- _About this task_
A single figure is required: the number of lines below that contain "impl".

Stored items

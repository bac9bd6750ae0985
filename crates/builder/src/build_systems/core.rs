//! Core types and utilities for build systems

use crate::core::context::BuildContext;
use cpkg_errors::{BuildError, Error};
use cpkg_events::BuildEvent;
use cpkg_types::BuildType;
use std::path::{Path, PathBuf};
use std::time::Instant;

/// Result of running one external command
#[derive(Debug, Clone)]
pub struct BuildCommandResult {
    pub success: bool,
    pub exit_code: Option<i32>,
    pub stdout: String,
    pub stderr: String,
}

impl BuildCommandResult {
    /// stdout followed by stderr, unmodified
    #[must_use]
    pub fn combined_output(&self) -> String {
        let mut output = String::with_capacity(self.stdout.len() + self.stderr.len());
        output.push_str(&self.stdout);
        output.push_str(&self.stderr);
        output
    }
}

/// Build system context containing all necessary information for building
#[derive(Clone, Debug)]
pub struct BuildSystemContext {
    /// Patched source tree
    pub source_dir: PathBuf,
    /// Out-of-source build directory
    pub build_dir: PathBuf,
    /// Configuration passed to multi-config generators
    pub build_type: BuildType,
    /// Number of parallel jobs
    pub jobs: usize,
    /// Lifecycle run the commands belong to
    pub build: BuildContext,
}

impl BuildSystemContext {
    /// Create a new build context
    pub fn new(build: BuildContext, source_dir: PathBuf, build_dir: PathBuf) -> Self {
        Self {
            source_dir,
            build_dir,
            build_type: BuildType::default(),
            jobs: 1,
            build,
        }
    }

    #[must_use]
    pub fn with_build_type(mut self, build_type: BuildType) -> Self {
        self.build_type = build_type;
        self
    }

    #[must_use]
    pub fn with_jobs(mut self, jobs: usize) -> Self {
        self.jobs = jobs.max(1);
        self
    }

    /// Execute a command and capture its output
    ///
    /// A non-zero exit status is not an error here; callers decide which
    /// error it maps to.
    ///
    /// # Errors
    ///
    /// Returns `BuildError::ToolNotFound` for `stage` if the program cannot
    /// be located, or an I/O error if it cannot be spawned.
    pub async fn execute(
        &self,
        program: &str,
        args: &[String],
        working_dir: &Path,
        stage: &'static str,
    ) -> Result<BuildCommandResult, Error> {
        let resolved = which::which(program).map_err(|_| BuildError::ToolNotFound {
            tool: program.to_string(),
            stage,
        })?;
        let command_line = format!("{program} {}", args.join(" "));

        self.build.emit_build(BuildEvent::CommandStarted {
            session_id: self.build.session_id.clone(),
            command: command_line.clone(),
            working_dir: working_dir.to_path_buf(),
        });

        let started = Instant::now();
        let output = tokio::process::Command::new(resolved)
            .args(args)
            .current_dir(working_dir)
            .output()
            .await
            .map_err(|e| Error::io_with_path(&e, working_dir))?;

        let result = BuildCommandResult {
            success: output.status.success(),
            exit_code: output.status.code(),
            stdout: String::from_utf8_lossy(&output.stdout).into_owned(),
            stderr: String::from_utf8_lossy(&output.stderr).into_owned(),
        };

        self.build.emit_build(BuildEvent::CommandCompleted {
            session_id: self.build.session_id.clone(),
            command: command_line,
            exit_code: result.exit_code,
            duration: started.elapsed(),
        });

        Ok(result)
    }
}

- _Reply to the exercise_
2